Hiring a stripper to read The Devil’s Triangle is an in-your-face move, but there are also some layers to it. The first is artistic. Juxtaposing a narrative about an evil political plot and 1980s teen stream-of-consciousness with a rich feminine voice would work brilliantly. Two opposite elements that produce something dynamic.
Another is more personal. My high school friends and I weren’t drug addicts and rapists, just 1980s teenagers indulging in good clean fun (as well as a lot of studying and playing sports). The belly dancer/stripper was never touched—nobody even said anything particularly lewd. I heard she laughed when she later saw the “photo spread” of the party we ran in our underground newspaper The Unknown Hoya. In one shot our music teacher is looking her directly in the chest. Caption: “That’s definitely not a b-flat.” Having a lady whose stage name is Candy read my book is a big Fuck You to the killjoys who tried to shame us about being healthy young men.

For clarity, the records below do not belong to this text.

impl Shared {
    pub(crate) fn timeout(&self) -> Duration {
        Duration::from_millis(self.timeout_ms.load(Ordering::Relaxed))
    }

    pub(crate) fn set_timeout_ms(&self, ms: u64) {
        self.timeout_ms.store(ms, Ordering::Relaxed);
    }

    pub(crate) fn open_count(&self) -> u64 {
        self.opens.load(Ordering::Relaxed)
    }

    pub(crate) fn wait_ctx<'a>(&self, interrupt: Option<&'a Interrupter>) -> WaitCtx<'a> {
        WaitCtx { deadline: Deadline::after(self.timeout()), interrupt }
    }

    /// Runs `f` once inside the critical section.
    pub(crate) fn locked<R>(
        &self,
        interrupt: Option<&Interrupter>,
        f: impl FnOnce(&mut ChannelState, &Notifier<'_>) -> Result<R>,
    ) -> Result<R> {
        let ctx = self.wait_ctx(interrupt);
        self.discipline.enter(&ctx, self.wake, f)?
    }

    /// Retries `attempt` in the critical section until it finishes, parking
    /// between attempts when it asks to wait.
    fn run<T>(
        &self,
        ctx: &WaitCtx<'_>,
        mut attempt: impl FnMut(&mut ChannelState, &Notifier<'_>) -> Result<Step<T>>,
    ) -> Result<T> {
        loop {
            match self.discipline.enter(ctx, self.wake, &mut attempt)?? {
                Step::Done(value) => return Ok(value),
                Step::Wait(event, seen) => {
                    trace!("chardev-chan: waiting for {event:?}");
                    self.discipline.wait(event, seen, ctx)?;
                }
            }
        }
    }

    fn admit(&self) -> Result<SessionId> {
        let mut admission = self.admission.lock();
        if self.config.session == SessionPolicy::Exclusive {
            if let SessionState::Open(owner) = admission.state {
                warn!("chardev-chan: open refused, held by {owner}");
                return Err(ChannelError::Busy);
            }
        }
        let id = SessionId(admission.next_id);
        admission.next_id += 1;
        let opens = self.opens.fetch_add(1, Ordering::Relaxed) + 1;
        admission.active += 1;
        if self.config.session == SessionPolicy::Exclusive {
            admission.state = SessionState::Open(id);
        }
        info!("chardev-chan: session {id} opened ({opens} opens so far)");
        Ok(id)
    }

    /// Fails with `Busy` when `id` does not own an exclusive channel.
    pub(crate) fn check_owner(&self, id: SessionId) -> Result<()> {
        if self.config.session == SessionPolicy::Exclusive
            && self.admission.lock().state != SessionState::Open(id)
        {
            return Err(ChannelError::Busy);
        }
        Ok(())
    }

    pub(crate) fn release(&self, id: SessionId) {
        {
            let mut admission = self.admission.lock();
            if admission.state == SessionState::Open(id) {
                admission.state = SessionState::Idle;
            }
            admission.active = admission.active.saturating_sub(1);
        }
        if self.config.release == ReleasePolicy::Clear {
            let cleared = self.locked(None, |state, notifier| {
                state.buffer.clear();
                notifier.space_ready();
                notifier.settle(state);
                Ok(())
            });
            if let Err(err) = cleared {
                warn!("chardev-chan: session {id} released without clearing: {err}");
            }
        }
        info!("chardev-chan: session {id} released");
    }

    fn stage_in(&self, state: &mut ChannelState, src: &[u8]) -> Result<Vec<u8>> {
        let mut staged = vec![0u8; src.len()];
        if let Err(fault) = self.transfer.copy_from_caller(src, &mut staged) {
            state.counters.faults += 1;
            warn!("chardev-chan: copy from caller failed ({} bytes)", src.len());
            return Err(fault.into());
        }
        Ok(staged)
    }

    fn stage_out(&self, state: &mut ChannelState, src: &[u8]) -> Result<Vec<u8>> {
        let mut out = vec![0u8; src.len()];
        if let Err(fault) = self.transfer.copy_to_caller(src, &mut out) {
            state.counters.faults += 1;
            warn!("chardev-chan: copy to caller failed ({} bytes)", src.len());
            return Err(fault.into());
        }
        Ok(out)
    }

    /// Appends at the write cursor according to the overflow policy.
    pub(crate) fn append(
        &self,
        data: &[u8],
        interrupt: Option<&Interrupter>,
        may_block: bool,
    ) -> Result<usize> {
        if data.is_empty() {
            return Ok(0);
        }
        let block = may_block && self.config.blocking;
        let ctx = self.wait_ctx(interrupt);
        self.run(&ctx, |state, notifier| {
            state.check_quota(data.len())?;
            let (accepted, stored) = match self.config.overflow {
                OverflowPolicy::Reject => {
                    let n = data.len().min(state.buffer.free_space());
                    if n == 0 {
                        return if block {
                            Ok(Step::Wait(Event::Space, notifier.snapshot()))
                        } else {
                            Err(ChannelError::Full)
                        };
                    }
                    let staged = self.stage_in(state, &data[..n])?;
                    state.buffer.append(&staged);
                    (n, n)
                }
                OverflowPolicy::Truncate => {
                    let n = data.len().min(state.buffer.capacity());
                    let staged = self.stage_in(state, &data[..n])?;
                    state.buffer.replace(&staged);
                    state.counters.dropped_bytes += (data.len() - n) as u64;
                    (data.len(), n)
                }
                OverflowPolicy::Reallocate => {
                    if data.len() > self.config.max_capacity {
                        return Err(ChannelError::TooLarge);
                    }
                    let staged = self.stage_in(state, data)?;
                    if staged.len() > state.buffer.capacity() {
                        debug!(
                            "chardev-chan: reallocating {} -> {} bytes",
                            state.buffer.capacity(),
                            staged.len()
                        );
                        state.buffer.reallocate(staged.len());
                    }
                    state.buffer.replace(&staged);
                    (data.len(), data.len())
                }
            };
            state.counters.writes += 1;
            state.counters.bytes_written += stored as u64;
            trace!("chardev-chan: wrote {stored}/{} bytes, length {}", data.len(), state.buffer.len());
            if state.notify {
                notifier.data_ready();
            }
            notifier.settle(state);
            Ok(Step::Done(accepted))
        })
    }

    /// Writes at a logical offset; never blocks.
    pub(crate) fn write_at(
        &self,
        offset: usize,
        data: &[u8],
        interrupt: Option<&Interrupter>,
    ) -> Result<usize> {
        self.locked(interrupt, |state, notifier| {
            state.check_quota(data.len())?;
            let end = offset.checked_add(data.len()).ok_or(ChannelError::TooLarge)?;
            if end > state.buffer.capacity() {
                return Err(ChannelError::TooLarge);
            }
            if data.is_empty() {
                return Ok(0);
            }
            let staged = self.stage_in(state, data)?;
            let written = state.buffer.write_at(offset, &staged)?;
            state.counters.writes += 1;
            state.counters.bytes_written += written as u64;
            if state.notify {
                notifier.data_ready();
            }
            notifier.settle(state);
            Ok(written)
        })
    }

    /// Consuming read from the read cursor.
    pub(crate) fn read(&self, max_len: usize, interrupt: Option<&Interrupter>) -> Result<Vec<u8>> {
        if max_len == 0 {
            return Ok(Vec::new());
        }
        let ctx = self.wait_ctx(interrupt);
        self.run(&ctx, |state, notifier| {
            if state.buffer.is_empty() {
                if self.config.blocking {
                    return Ok(Step::Wait(Event::Data, notifier.snapshot()));
                }
                return match self.config.empty_read {
                    EmptyRead::ZeroBytes => Ok(Step::Done(Vec::new())),
                    EmptyRead::Error => Err(ChannelError::Empty),
                };
            }
            let peeked = state.buffer.peek(max_len);
            let out = self.stage_out(state, &peeked)?;
            state.buffer.consume(out.len(), self.config.read_policy);
            state.counters.reads += 1;
            state.counters.bytes_read += out.len() as u64;
            trace!("chardev-chan: read {} bytes, length {}", out.len(), state.buffer.len());
            notifier.space_ready();
            notifier.settle(state);
            Ok(Step::Done(out))
        })
    }

    /// Non-consuming read `offset` bytes past the read cursor.
    pub(crate) fn read_at(
        &self,
        offset: usize,
        max_len: usize,
        interrupt: Option<&Interrupter>,
    ) -> Result<Vec<u8>> {
        self.locked(interrupt, |state, _| {
            let peeked = state.buffer.peek_at(offset, max_len);
            if peeked.is_empty() {
                return Ok(peeked);
            }
            let out = self.stage_out(state, &peeked)?;
            state.counters.reads += 1;
            state.counters.bytes_read += out.len() as u64;
            Ok(out)
        })
    }

    pub(crate) fn length(&self, interrupt: Option<&Interrupter>) -> Result<usize> {
        self.locked(interrupt, |state, _| Ok(state.buffer.len()))
    }

    pub(crate) fn capacity(&self, interrupt: Option<&Interrupter>) -> Result<usize> {
        self.locked(interrupt, |state, _| Ok(state.buffer.capacity()))
    }

    fn notify(&self) -> Result<()> {
        self.locked(None, |_, notifier| {
            notifier.external();
            Ok(())
        })?;
        debug!("chardev-chan: external notify");
        Ok(())
    }

    fn stats(&self) -> Result<ChannelStats> {
        let open_count = self.open_count();
        let active_sessions = self.admission.lock().active;
        self.locked(None, |state, _| {
            let c = state.counters;
            Ok(ChannelStats {
                capacity: state.buffer.capacity(),
                length: state.buffer.len(),
                open_count,
                active_sessions,
                bytes_written: c.bytes_written,
                bytes_read: c.bytes_read,
                writes: c.writes,
                reads: c.reads,
                faults: c.faults,
                dropped_bytes: c.dropped_bytes,
            })
        })
    }
}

Finally, there’s the punk ethos of making a sharp social critique using blunt instruments. Punk has come to mean a bunch of kids in a band screaming and playing loudly. In the 1980s punk meant to intelligently criticize the politics, religion and crappiness of your country and your life. A stripper is a meta-commentary on the real whores in this D.C.—not prep school kids or dancing girls, but the politicians.